(Saved data entries)
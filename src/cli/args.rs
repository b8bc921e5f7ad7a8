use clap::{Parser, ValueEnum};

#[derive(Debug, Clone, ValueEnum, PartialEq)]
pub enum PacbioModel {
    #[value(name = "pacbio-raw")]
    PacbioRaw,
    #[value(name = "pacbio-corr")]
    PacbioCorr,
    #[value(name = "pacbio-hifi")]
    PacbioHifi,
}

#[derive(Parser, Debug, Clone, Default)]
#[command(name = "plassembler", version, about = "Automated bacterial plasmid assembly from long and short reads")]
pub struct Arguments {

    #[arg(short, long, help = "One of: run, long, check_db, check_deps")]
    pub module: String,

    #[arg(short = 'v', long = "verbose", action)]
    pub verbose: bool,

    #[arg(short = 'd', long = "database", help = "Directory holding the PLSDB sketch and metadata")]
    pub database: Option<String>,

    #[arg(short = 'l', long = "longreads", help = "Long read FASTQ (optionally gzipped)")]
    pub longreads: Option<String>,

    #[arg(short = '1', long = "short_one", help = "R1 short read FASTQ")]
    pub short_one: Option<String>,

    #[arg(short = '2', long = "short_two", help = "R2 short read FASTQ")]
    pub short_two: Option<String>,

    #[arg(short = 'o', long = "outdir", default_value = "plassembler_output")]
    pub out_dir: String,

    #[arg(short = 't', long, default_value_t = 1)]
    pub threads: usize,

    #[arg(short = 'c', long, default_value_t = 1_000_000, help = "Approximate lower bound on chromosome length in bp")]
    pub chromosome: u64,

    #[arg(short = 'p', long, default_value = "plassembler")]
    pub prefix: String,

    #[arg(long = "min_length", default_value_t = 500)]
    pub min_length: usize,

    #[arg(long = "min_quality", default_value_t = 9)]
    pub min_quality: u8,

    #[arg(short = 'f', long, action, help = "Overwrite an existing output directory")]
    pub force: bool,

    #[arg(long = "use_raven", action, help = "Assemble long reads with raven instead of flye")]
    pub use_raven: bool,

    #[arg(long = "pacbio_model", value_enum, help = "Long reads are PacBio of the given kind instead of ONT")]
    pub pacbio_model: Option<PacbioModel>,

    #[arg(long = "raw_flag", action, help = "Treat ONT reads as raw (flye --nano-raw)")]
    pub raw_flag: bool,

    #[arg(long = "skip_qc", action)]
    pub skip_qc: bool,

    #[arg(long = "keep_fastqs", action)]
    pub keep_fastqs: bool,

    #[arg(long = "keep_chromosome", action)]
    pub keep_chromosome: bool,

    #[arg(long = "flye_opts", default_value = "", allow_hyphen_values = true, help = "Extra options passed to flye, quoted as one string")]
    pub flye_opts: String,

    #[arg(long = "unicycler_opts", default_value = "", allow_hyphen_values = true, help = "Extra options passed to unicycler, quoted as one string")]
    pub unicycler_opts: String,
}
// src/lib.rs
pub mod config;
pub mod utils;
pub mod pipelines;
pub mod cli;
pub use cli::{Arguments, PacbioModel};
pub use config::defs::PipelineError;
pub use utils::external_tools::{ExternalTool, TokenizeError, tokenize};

---

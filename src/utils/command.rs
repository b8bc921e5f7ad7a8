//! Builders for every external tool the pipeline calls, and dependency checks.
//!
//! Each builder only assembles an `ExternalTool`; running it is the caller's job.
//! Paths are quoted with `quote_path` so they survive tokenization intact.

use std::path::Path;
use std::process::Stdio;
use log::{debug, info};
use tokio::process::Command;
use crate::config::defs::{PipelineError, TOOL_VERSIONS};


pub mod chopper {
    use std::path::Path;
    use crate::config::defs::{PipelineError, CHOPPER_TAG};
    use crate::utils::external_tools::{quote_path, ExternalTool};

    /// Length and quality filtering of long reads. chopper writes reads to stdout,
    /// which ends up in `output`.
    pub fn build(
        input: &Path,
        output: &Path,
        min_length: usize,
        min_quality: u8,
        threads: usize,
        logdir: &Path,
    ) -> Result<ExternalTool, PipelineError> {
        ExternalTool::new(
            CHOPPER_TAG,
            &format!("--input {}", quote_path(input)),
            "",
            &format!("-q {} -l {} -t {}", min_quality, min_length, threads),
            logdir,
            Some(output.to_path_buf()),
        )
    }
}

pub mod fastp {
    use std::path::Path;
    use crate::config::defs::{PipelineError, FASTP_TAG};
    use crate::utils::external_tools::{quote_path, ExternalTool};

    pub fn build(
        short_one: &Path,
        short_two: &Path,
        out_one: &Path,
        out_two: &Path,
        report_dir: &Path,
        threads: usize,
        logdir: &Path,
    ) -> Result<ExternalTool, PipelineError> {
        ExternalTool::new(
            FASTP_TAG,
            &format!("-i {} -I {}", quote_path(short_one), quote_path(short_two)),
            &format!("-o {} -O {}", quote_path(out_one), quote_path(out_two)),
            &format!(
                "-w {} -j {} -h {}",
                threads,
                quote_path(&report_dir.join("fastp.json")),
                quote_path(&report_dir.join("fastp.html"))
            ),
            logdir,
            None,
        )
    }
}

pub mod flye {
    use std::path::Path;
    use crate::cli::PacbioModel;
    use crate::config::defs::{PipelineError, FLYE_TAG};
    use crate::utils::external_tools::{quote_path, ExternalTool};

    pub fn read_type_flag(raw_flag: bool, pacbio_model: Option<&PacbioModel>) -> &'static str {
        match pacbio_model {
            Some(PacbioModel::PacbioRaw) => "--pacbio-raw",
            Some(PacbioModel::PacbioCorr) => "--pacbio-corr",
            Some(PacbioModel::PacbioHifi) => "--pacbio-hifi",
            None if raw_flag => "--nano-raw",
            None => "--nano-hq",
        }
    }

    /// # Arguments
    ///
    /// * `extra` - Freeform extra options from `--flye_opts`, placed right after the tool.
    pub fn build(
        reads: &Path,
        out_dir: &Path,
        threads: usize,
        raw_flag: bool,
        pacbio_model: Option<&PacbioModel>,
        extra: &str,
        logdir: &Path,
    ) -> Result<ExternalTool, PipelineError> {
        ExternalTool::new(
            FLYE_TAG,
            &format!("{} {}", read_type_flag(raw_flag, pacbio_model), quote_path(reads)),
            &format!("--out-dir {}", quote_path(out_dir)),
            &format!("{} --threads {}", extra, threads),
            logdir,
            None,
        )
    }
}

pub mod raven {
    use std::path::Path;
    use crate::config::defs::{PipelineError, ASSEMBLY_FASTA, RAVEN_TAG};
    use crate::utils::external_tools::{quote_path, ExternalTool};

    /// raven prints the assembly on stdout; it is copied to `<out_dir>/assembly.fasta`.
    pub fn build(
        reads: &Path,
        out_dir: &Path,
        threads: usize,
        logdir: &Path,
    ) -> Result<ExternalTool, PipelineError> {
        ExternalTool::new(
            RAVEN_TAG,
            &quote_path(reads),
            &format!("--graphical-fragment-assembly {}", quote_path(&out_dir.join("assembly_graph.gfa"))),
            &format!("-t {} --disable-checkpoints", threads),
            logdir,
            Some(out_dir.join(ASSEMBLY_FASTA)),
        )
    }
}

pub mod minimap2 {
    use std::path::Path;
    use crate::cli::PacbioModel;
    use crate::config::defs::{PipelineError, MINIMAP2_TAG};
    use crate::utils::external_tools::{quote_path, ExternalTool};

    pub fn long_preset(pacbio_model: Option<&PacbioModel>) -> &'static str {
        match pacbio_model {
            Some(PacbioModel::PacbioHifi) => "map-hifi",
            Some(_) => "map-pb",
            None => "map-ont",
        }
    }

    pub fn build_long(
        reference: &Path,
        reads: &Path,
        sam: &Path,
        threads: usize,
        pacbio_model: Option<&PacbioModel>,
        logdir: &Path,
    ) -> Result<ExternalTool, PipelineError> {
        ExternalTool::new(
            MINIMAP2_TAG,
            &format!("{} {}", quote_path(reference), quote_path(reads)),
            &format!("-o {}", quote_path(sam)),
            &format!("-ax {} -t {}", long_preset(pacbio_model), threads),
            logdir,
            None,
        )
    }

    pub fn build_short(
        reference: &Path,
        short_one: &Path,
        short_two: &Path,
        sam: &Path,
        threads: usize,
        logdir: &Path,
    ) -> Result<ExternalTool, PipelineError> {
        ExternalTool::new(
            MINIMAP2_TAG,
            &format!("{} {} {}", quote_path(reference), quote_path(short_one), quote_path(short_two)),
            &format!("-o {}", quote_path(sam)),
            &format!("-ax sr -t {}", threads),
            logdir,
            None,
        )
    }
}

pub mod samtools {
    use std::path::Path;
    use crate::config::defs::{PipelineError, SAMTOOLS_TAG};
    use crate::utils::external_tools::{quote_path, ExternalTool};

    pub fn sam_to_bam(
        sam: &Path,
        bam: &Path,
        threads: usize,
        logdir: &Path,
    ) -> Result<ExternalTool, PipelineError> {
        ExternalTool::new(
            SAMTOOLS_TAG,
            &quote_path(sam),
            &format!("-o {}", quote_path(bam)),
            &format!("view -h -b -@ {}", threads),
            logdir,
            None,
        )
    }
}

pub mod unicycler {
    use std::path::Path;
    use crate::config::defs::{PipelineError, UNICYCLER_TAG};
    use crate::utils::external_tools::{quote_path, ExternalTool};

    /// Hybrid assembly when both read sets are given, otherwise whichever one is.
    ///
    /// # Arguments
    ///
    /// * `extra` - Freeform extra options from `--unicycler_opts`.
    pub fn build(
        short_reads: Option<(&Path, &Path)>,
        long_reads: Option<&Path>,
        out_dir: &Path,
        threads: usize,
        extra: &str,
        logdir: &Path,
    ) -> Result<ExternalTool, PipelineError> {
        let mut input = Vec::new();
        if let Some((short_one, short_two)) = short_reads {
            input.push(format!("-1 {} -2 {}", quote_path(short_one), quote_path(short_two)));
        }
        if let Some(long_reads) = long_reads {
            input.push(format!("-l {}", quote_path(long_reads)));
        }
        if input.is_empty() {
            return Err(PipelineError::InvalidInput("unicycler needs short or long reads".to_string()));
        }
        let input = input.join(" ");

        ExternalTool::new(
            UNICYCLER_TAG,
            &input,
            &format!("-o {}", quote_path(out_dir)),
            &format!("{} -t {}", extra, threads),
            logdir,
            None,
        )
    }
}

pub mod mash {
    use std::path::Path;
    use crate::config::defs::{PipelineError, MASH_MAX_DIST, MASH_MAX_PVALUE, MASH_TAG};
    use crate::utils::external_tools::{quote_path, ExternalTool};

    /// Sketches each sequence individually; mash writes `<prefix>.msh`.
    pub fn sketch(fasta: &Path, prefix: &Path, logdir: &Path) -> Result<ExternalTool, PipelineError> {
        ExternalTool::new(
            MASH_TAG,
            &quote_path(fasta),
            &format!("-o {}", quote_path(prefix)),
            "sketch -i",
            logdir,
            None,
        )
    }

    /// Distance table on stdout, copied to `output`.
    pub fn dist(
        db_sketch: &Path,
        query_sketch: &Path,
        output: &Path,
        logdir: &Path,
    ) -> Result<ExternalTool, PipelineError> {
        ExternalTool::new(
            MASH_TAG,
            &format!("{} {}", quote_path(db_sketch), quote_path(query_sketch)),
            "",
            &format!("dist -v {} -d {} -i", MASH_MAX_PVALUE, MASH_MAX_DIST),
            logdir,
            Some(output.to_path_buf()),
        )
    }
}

ACTIVITY: Using the records above, copy word for word the line with "filename src/cli/args.rs", the line with "#[arg(short = 'o', long", and every line between them.

OUTPUT OF THE EXERCISE:
filename src/cli/args.rs
repository b8bc921e5f7ad7a8
use clap::{Parser, ValueEnum};

#[derive(Debug, Clone, ValueEnum, PartialEq)]
pub enum PacbioModel {
    #[value(name = "pacbio-raw")]
    PacbioRaw,
    #[value(name = "pacbio-corr")]
    PacbioCorr,
    #[value(name = "pacbio-hifi")]
    PacbioHifi,
}

#[derive(Parser, Debug, Clone, Default)]
#[command(name = "plassembler", version, about = "Automated bacterial plasmid assembly from long and short reads")]
pub struct Arguments {

    #[arg(short, long, help = "One of: run, long, check_db, check_deps")]
    pub module: String,

    #[arg(short = 'v', long = "verbose", action)]
    pub verbose: bool,

    #[arg(short = 'd', long = "database", help = "Directory holding the PLSDB sketch and metadata")]
    pub database: Option<String>,

    #[arg(short = 'l', long = "longreads", help = "Long read FASTQ (optionally gzipped)")]
    pub longreads: Option<String>,

    #[arg(short = '1', long = "short_one", help = "R1 short read FASTQ")]
    pub short_one: Option<String>,

    #[arg(short = '2', long = "short_two", help = "R2 short read FASTQ")]
    pub short_two: Option<String>,

    #[arg(short = 'o', long = "outdir", default_value = "plassembler_output")]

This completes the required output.